The Rosenzweig Arts Center, CAC's downtown gallery and theater, reopened on June 1. At first, Miller told The Dispatch, only 10 people were allowed in the facility at a time and visitors were assigned times to come. Soon, though, she realized that the building could legally accommodate 25 percent capacity, which opened up the main and lower levels to around 70 people at a time.
Since then, Miller said, art galleries have returned and the council has welcomed back organizations that utilize the building for regular meetings and practices, such as the Suzuki Strings Orchestra, whose members stay six feet apart when they practice downstairs.
"I will never in my life forget the first day that they came back after COVID, and those little violinists were down there doing 'Twinkle Twinkle Little Star' ..." Miller said. "And I was like, 'Ah, they're back.'"
CAC also truncated its annual summer art camps to one Art Academy. Eleven students between the ages of 8 and 11 participated in the program, which focused on visual arts in the morning and dance and theater in the afternoon, Miller said. Next year, she hopes to offer weeklong camps for both art and theater.
The upstairs theater and stage is the only part of the building CAC can't use, Miller said, since there isn't enough room to have a socially distanced crowd watching performances. Thus theater and music performances are on hold for the time being.
Art during the pandemic
For some, art has been a way of coping during the stress and boredom of lockdown and other difficulties during the pandemic. Ralph Null, a Columbus resident whose art hung in the Rosenzweig this month, said he had done a handful of paintings here and there throughout the years, but that it became his escape during the pandemic.
"I just went to my studio every day and painted because life was boring otherwise," Null said. "You couldn't go anywhere."
That was the inspiration for the 180 paintings he ended up donating to the art gallery, all of which he painted during the pandemic. He bounced from landscapes to depictions of plants and flowers -- a nod to his career as a floral arrangement artist -- to more abstract pieces.
"Some mornings I go to the studio and forget I was there and realize it was 3 o'clock, and I was hungry and my coffee had gotten cold sitting on the table.
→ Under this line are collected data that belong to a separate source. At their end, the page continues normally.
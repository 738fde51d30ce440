//! Execute a resolved query against SQLite and classify the result.

use crate::error::AppError;
use crate::resolve::ResolvedQuery;
use crate::sql::BindValue;
use serde::Serialize;
use serde_json::Value;
use sqlx::sqlite::SqliteRow;
use sqlx::{Executor, SqlitePool, Statement};

/// Rows when the statement reports columns (possibly none returned), otherwise the affected-row count.
#[derive(Clone, Debug, PartialEq, Serialize)]
#[serde(untagged)]
pub enum QueryOutcome {
    Rows(Vec<Value>),
    Count(u64),
}

pub struct QueryService;

impl QueryService {
    pub async fn execute(pool: &SqlitePool, resolved: &ResolvedQuery) -> Result<QueryOutcome, AppError> {
        let Some(sql) = resolved.query.as_deref() else {
            return Ok(QueryOutcome::Rows(Vec::new()));
        };
        tracing::debug!(path = %resolved.path, sql = %sql, params = resolved.values.len(), "query");

        let mut conn = pool.acquire().await?;
        let stmt = (&mut *conn).prepare(sql).await?;
        let returns_rows = !stmt.columns().is_empty();
        let mut query = stmt.query();
        for v in &resolved.values {
            query = query.bind(BindValue::from_json(v));
        }

        if returns_rows {
            let rows = query.fetch_all(&mut *conn).await?;
            Ok(QueryOutcome::Rows(rows.iter().map(row_to_json).collect()))
        } else {
            let result = query.execute(&mut *conn).await?;
            Ok(QueryOutcome::Count(result.rows_affected()))
        }
    }
}

/// One JSON object per row, keys in SELECT column order.
fn row_to_json(row: &SqliteRow) -> Value {
    use sqlx::Column;
    use sqlx::Row;
    let mut map = serde_json::Map::new();
    for (idx, col) in row.columns().iter().enumerate() {
        map.insert(col.name().to_string(), cell_to_value(row, idx));
    }
    Value::Object(map)
}

fn cell_to_value(row: &SqliteRow, idx: usize) -> Value {
    use sqlx::{Row, ValueRef};
    match row.try_get_raw(idx) {
        Ok(raw) if !raw.is_null() => {}
        _ => return Value::Null,
    }
    if let Ok(n) = row.try_get::<i64, _>(idx) {
        return Value::Number(n.into());
    }
    if let Ok(n) = row.try_get::<f64, _>(idx) {
        return serde_json::Number::from_f64(n)
            .map(Value::Number)
            .unwrap_or(Value::Null);
    }
    if let Ok(s) = row.try_get::<String, _>(idx) {
        return Value::String(s);
    }
    if let Ok(b) = row.try_get::<Vec<u8>, _>(idx) {
        return Value::String(hex::encode(b));
    }
    row.try_get_unchecked::<String, _>(idx)
        .map(Value::String)
        .unwrap_or(Value::Null)
}

#[cfg(test)]
mod tests {
    use super::*;
    use serde_json::json;
    use sqlx::sqlite::SqlitePoolOptions;

    async fn pool() -> SqlitePool {
        let pool = SqlitePoolOptions::new()
            .max_connections(1)
            .idle_timeout(None)
            .max_lifetime(None)
            .connect("sqlite::memory:")
            .await
            .unwrap();
        sqlx::raw_sql(
            "CREATE TABLE posts (id INTEGER PRIMARY KEY, thread_id TEXT, users_id TEXT, body TEXT, score REAL);
             INSERT INTO posts (thread_id, users_id, body, score) VALUES ('341', 'u1', 'first', 1.5);
             INSERT INTO posts (thread_id, users_id, body, score) VALUES ('341', NULL, 'second', NULL);
             INSERT INTO posts (thread_id, users_id, body, score) VALUES ('7', 'u2', 'other', 0.0);",
        )
        .execute(&pool)
        .await
        .unwrap();
        pool
    }

    fn resolved(query: Option<&str>, values: Vec<Value>) -> ResolvedQuery {
        ResolvedQuery {
            path: "posts".into(),
            query: query.map(String::from),
            values,
            role: "reader".into(),
        }
    }

    #[tokio::test]
    async fn select_returns_rows_as_objects() {
        let pool = pool().await;
        let out = QueryService::execute(
            &pool,
            &resolved(
                Some("SELECT id, users_id, body, score FROM posts WHERE thread_id = ? ORDER BY id"),
                vec![json!("341")],
            ),
        )
        .await
        .unwrap();
        assert_eq!(
            out,
            QueryOutcome::Rows(vec![
                json!({"id": 1, "users_id": "u1", "body": "first", "score": 1.5}),
                json!({"id": 2, "users_id": null, "body": "second", "score": null}),
            ])
        );
    }

    #[tokio::test]
    async fn records_keep_select_column_order() {
        let pool = pool().await;
        let out = QueryService::execute(
            &pool,
            &resolved(Some("SELECT score, body, id FROM posts WHERE id = 1"), vec![]),
        )
        .await
        .unwrap();
        assert_eq!(
            serde_json::to_string(&out).unwrap(),
            r#"[{"score":1.5,"body":"first","id":1}]"#
        );
    }

    #[tokio::test]
    async fn select_with_no_matches_is_empty_rows_not_count() {
        let pool = pool().await;
        let out = QueryService::execute(
            &pool,
            &resolved(Some("SELECT * FROM posts WHERE thread_id = ?"), vec![json!("none")]),
        )
        .await
        .unwrap();
        assert_eq!(out, QueryOutcome::Rows(vec![]));
    }

    #[tokio::test]
    async fn writes_return_affected_count() {
        let pool = pool().await;
        let out = QueryService::execute(
            &pool,
            &resolved(Some("DELETE FROM posts WHERE thread_id = ?"), vec![json!("341")]),
        )
        .await
        .unwrap();
        assert_eq!(out, QueryOutcome::Count(2));
    }

    #[tokio::test]
    async fn values_are_bound_not_interpolated() {
        let pool = pool().await;
        let out = QueryService::execute(
            &pool,
            &resolved(
                Some("SELECT body FROM posts WHERE thread_id = ?"),
                vec![json!("341' OR '1'='1")],
            ),
        )
        .await
        .unwrap();
        assert_eq!(out, QueryOutcome::Rows(vec![]));
    }

    #[tokio::test]
    async fn missing_query_is_an_empty_record_set() {
        let pool = pool().await;
        let out = QueryService::execute(&pool, &resolved(None, vec![])).await.unwrap();
        assert_eq!(out, QueryOutcome::Rows(vec![]));
        assert_eq!(serde_json::to_value(&out).unwrap(), json!([]));
    }

    #[tokio::test]
    async fn operational_errors_surface_as_db_errors() {
        let pool = pool().await;
        let err = QueryService::execute(&pool, &resolved(Some("SELECT * FROM nope"), vec![]))
            .await
            .unwrap_err();
        assert!(matches!(err, AppError::Db(_)));
    }
}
So it's been good," he said. "The psychological drug for me during this whole time has been painting."
Each of Null's pieces were available to buy, and Miller said he's donating half of the proceeds to the arts council.
Which is good, she said, because the success of the art boxes for the elementary students encouraged Miller and her employees to get involved in more outreach programs during the pandemic.
Their next project is to partner with the YMCA, also located downtown, to provide free art classes to the homeschooled students who attend activities there.
"We're going to offer free classes to the homeschoolers and they're going to walk them over to us, and we're going to have one day of art with the arts council," she said. "... We will be paying for all the art supplies when they come over and we'll provide the art teachers."
With the support of the community, she said, she hopes everything can get back to normal and that CAC can continue outreach programs and support for local artists.
"We feel so strongly about supporting our artists and our musicians that we are working hard to make sure they are getting everything they need to get their name back out there and start back doing what they do best," she said. "We work every day with our artists and that's where we are looking for assistance to help with our outreach. Hopefully things will get back to normal."